# INPUT RECORDS

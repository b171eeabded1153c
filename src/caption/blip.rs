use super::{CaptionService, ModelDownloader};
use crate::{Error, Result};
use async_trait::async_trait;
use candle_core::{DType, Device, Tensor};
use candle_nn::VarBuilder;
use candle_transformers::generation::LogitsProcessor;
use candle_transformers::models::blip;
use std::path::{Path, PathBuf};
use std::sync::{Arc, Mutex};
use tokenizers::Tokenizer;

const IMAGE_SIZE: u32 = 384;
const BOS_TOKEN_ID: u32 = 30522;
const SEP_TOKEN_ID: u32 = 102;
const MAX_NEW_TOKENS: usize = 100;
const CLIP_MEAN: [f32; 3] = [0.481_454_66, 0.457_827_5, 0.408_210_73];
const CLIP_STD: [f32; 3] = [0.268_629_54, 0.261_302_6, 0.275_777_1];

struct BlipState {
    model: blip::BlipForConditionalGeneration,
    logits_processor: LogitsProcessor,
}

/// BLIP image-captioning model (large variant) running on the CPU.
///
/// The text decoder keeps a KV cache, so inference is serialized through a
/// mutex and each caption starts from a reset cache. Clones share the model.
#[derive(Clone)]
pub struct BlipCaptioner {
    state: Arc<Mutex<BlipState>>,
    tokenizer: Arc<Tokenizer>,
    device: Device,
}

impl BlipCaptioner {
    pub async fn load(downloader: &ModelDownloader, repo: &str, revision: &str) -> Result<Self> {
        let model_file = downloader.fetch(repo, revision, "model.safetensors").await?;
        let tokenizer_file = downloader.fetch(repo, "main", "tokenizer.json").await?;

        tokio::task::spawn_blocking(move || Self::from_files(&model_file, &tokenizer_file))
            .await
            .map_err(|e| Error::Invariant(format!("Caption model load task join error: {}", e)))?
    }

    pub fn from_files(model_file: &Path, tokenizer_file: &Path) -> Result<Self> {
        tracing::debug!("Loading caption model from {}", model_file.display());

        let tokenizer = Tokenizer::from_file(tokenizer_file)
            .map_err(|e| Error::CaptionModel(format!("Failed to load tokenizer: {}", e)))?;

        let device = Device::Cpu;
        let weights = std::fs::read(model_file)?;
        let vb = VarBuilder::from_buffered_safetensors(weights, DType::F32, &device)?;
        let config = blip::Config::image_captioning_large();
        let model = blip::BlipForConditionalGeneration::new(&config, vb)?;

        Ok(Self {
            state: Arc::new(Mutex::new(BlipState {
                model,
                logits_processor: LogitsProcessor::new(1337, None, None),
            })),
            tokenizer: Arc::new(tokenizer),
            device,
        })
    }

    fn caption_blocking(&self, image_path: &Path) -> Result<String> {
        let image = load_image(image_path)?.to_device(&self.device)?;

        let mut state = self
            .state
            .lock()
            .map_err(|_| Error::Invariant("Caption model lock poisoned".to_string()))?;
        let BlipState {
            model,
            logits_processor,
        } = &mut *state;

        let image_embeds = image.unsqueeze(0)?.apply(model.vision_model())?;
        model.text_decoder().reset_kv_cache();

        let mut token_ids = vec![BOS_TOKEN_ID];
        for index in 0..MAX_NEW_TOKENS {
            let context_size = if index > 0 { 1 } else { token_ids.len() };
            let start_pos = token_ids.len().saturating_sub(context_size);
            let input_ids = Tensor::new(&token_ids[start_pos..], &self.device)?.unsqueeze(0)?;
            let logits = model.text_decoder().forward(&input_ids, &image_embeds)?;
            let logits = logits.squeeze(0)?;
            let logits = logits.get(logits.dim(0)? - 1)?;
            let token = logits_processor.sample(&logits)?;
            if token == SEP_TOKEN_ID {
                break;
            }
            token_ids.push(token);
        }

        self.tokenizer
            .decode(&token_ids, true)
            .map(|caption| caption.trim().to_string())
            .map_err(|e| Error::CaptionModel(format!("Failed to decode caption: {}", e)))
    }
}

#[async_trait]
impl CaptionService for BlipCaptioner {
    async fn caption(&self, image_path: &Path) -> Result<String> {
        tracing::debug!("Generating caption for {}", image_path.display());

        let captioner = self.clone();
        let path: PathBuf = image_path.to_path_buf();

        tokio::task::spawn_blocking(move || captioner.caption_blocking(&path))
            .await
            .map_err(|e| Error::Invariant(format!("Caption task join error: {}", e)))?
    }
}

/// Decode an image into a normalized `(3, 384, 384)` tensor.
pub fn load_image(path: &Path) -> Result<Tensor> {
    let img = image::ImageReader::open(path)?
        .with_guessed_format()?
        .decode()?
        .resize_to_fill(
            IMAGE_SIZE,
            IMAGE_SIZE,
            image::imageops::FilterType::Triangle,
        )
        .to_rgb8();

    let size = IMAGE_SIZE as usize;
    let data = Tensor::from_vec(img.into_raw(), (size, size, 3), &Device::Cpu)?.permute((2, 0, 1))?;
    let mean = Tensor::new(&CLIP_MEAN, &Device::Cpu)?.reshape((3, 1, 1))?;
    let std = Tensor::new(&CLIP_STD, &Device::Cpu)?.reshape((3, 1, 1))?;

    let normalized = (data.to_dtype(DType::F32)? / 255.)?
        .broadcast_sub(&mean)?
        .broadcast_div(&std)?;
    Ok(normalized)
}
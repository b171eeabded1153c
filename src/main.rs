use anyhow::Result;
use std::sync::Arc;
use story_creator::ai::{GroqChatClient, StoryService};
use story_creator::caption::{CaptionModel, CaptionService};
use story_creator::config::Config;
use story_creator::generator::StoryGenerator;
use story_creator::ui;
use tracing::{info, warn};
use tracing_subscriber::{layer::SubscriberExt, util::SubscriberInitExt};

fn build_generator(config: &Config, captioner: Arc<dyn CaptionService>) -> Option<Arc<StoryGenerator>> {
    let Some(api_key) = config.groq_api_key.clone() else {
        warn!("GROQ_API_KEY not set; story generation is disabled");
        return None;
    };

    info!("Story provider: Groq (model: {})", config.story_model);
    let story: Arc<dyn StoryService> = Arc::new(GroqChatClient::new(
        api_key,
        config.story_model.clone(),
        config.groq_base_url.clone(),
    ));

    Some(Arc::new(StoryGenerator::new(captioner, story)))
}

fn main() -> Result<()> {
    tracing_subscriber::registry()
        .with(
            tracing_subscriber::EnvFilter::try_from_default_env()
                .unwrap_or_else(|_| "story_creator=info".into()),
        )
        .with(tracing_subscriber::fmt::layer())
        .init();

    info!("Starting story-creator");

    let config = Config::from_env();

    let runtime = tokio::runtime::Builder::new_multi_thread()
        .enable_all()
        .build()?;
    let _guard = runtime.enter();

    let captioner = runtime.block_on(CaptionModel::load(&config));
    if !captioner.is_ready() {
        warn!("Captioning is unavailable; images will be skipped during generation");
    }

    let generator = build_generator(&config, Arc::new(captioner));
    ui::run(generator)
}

# TASK STATEMENT
Check each line of the entries above, and show every one holding the word "struct".

# ANSWER SPACE
struct BlipState {
pub struct BlipCaptioner {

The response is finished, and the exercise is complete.